Charcot-Marie-Tooth (CMT) disease is a group of genetically heterogeneous disorders that comprise motor and sensory neuropathies. [7] Type 1 CMT (CMT1) disease, the demyelinating or hypertropic form, is the most common form among the subtypes of CMT disease [1-3]. CMT patients have slowly progressive motor weakness and muscle atrophy, mainly in the distal limbs, and sensory deficits. CMT1 is associated with reduced nerve conduction velocity due to demyelination. CMT1A disease, which is the most frequent type, is linked to chromosome 17p11.2 [4,5]; CMT1B disease, caused by the gene coding for the myelin protein [P.sub.0], is linked to 1822 [6-9]. The abnormally decreased nerve conduction velocity observed in CMT1A patients, though genetically heterogeneous, correlates directly with the stable inheritance of a 1.5-Mb duplication on chromosome 17p11.2-12 [10-12]. Approximately 70% of unrelated patients and 90% of sporadic cases demonstrate the CMT1A duplication, which is caused by an unequal crossing-over event between misaligned flanking CMT1A repeat sequences (REPs) [11-15]. The 1.5-Mb duplication region also contains the dosage-sensitive gene coding for the peripheral myelin protein 22, mutations that are responsible for the phenotype in CMT1 patients without duplication [16-20].

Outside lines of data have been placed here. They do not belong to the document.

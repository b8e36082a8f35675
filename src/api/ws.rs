//! WebSocket handler for the streaming translation endpoint
//!
//! One connection = one session. The socket task owns its
//! [`SessionStateMachine`] and feeds it events strictly one at a time, so a
//! frame and a control message can never interleave - the transport loop is
//! the serialization point the session protocol requires.
//!
//! ## Protocol
//!
//! Clients connect to `/handsup/ws/translate`, send a JSON `start` message,
//! then stream binary frame payloads. The server answers with status
//! updates (`collecting`/`processing`/`ready`), per-mode results, and
//! `{"error": ...}` messages. See `types::protocol` for the exact shapes.

use axum::extract::ws::{Message, WebSocket, WebSocketUpgrade};
use axum::extract::State;
use axum::response::Response;
use futures::stream::StreamExt;
use futures::SinkExt;
use tracing::{debug, info, warn};

use super::handlers::ApiState;
use crate::config;
use crate::session::SessionStateMachine;
use crate::types::{parse_control, ServerMessage};

/// WebSocket upgrade for the translation stream.
pub async fn ws_handler(State(state): State<ApiState>, ws: WebSocketUpgrade) -> Response {
    ws.on_upgrade(move |socket| handle_socket(socket, state))
}

/// Drive one session over an established socket.
async fn handle_socket(socket: WebSocket, state: ApiState) {
    {
        let mut app = state.app_state.write().await;
        app.sessions_opened += 1;
        app.sessions_active += 1;
    }
    info!("Translation session connected");

    let cfg = config::get();
    let mut session = SessionStateMachine::new(
        state.registry.clone(),
        state.extractor.clone(),
        cfg.session.clone(),
        cfg.thresholds.clone(),
    );

    let (mut sender, mut receiver) = socket.split();

    while let Some(Ok(msg)) = receiver.next().await {
        let replies = match msg {
            Message::Text(text) => match parse_control(&text) {
                Ok(control) => session.on_control(control).await,
                Err(e) => {
                    debug!(error = %e, "Unparseable control message");
                    vec![ServerMessage::error(format!("invalid control message: {e}"))]
                }
            },
            Message::Binary(payload) => {
                {
                    let mut app = state.app_state.write().await;
                    app.frames_received += 1;
                }
                session.on_frame(&payload).await
            }
            Message::Close(_) => {
                debug!("Client closed translation socket");
                session.on_disconnect();
                break;
            }
            // Pings are answered by axum; pongs need no action.
            Message::Ping(_) | Message::Pong(_) => Vec::new(),
        };

        record_replies(&state, &replies).await;

        let mut send_failed = false;
        for reply in &replies {
            if sender.send(Message::Text(reply.to_json())).await.is_err() {
                send_failed = true;
                break;
            }
        }
        if send_failed {
            warn!("Send failed - closing translation session");
            session.on_disconnect();
            break;
        }

        if session.is_stopped() {
            let _ = sender.send(Message::Close(None)).await;
            break;
        }
    }

    session.on_disconnect();
    {
        let mut app = state.app_state.write().await;
        app.sessions_active = app.sessions_active.saturating_sub(1);
    }
    info!(
        frames = session.frames_ingested(),
        discarded = session.frames_discarded(),
        results = session.results_emitted(),
        "Translation session closed"
    );
}

/// Fold emitted results and errors into the server-wide counters.
async fn record_replies(state: &ApiState, replies: &[ServerMessage]) {
    let mut results: u64 = 0;
    let mut errors: u64 = 0;
    for reply in replies {
        match reply {
            ServerMessage::AlphaNumeric { letter, number, .. } => {
                if !letter.is_empty() || !number.is_empty() {
                    results += 1;
                }
            }
            ServerMessage::Word { word, .. } => {
                if !word.is_empty() {
                    results += 1;
                }
            }
            ServerMessage::Error { .. } => errors += 1,
            ServerMessage::Status { .. } => {}
        }
    }
    if results == 0 && errors == 0 {
        return;
    }

    let mut app = state.app_state.write().await;
    app.results_emitted += results;
    app.errors_reported += errors;
    if results > 0 {
        app.last_result_time = Some(chrono::Utc::now());
    }
}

Several methods are used to detect the CMT1A duplication, such as detection of a junction fragment by pulsed-field gel eletrophoresis (PFGE) [11] measurement of the dosage difference between restriction fragment length polymorphic (RFLP) alleles or analysis of polymorphic [(GT).sub.n] repeats [13] detection of three unique alleles by analyzing a set of polymorphic [(AC).sub.n] repeat markers [21], and fluorescence in situ hybridization (FISH) [11,18]. These methods require radioisotopes or complicated procedures, and they are time consuming and labor intensive. Moreover, the RFLP dosage test and polymorphic repeat markers are uninformative if the patient is homozygous and an alternative test is required.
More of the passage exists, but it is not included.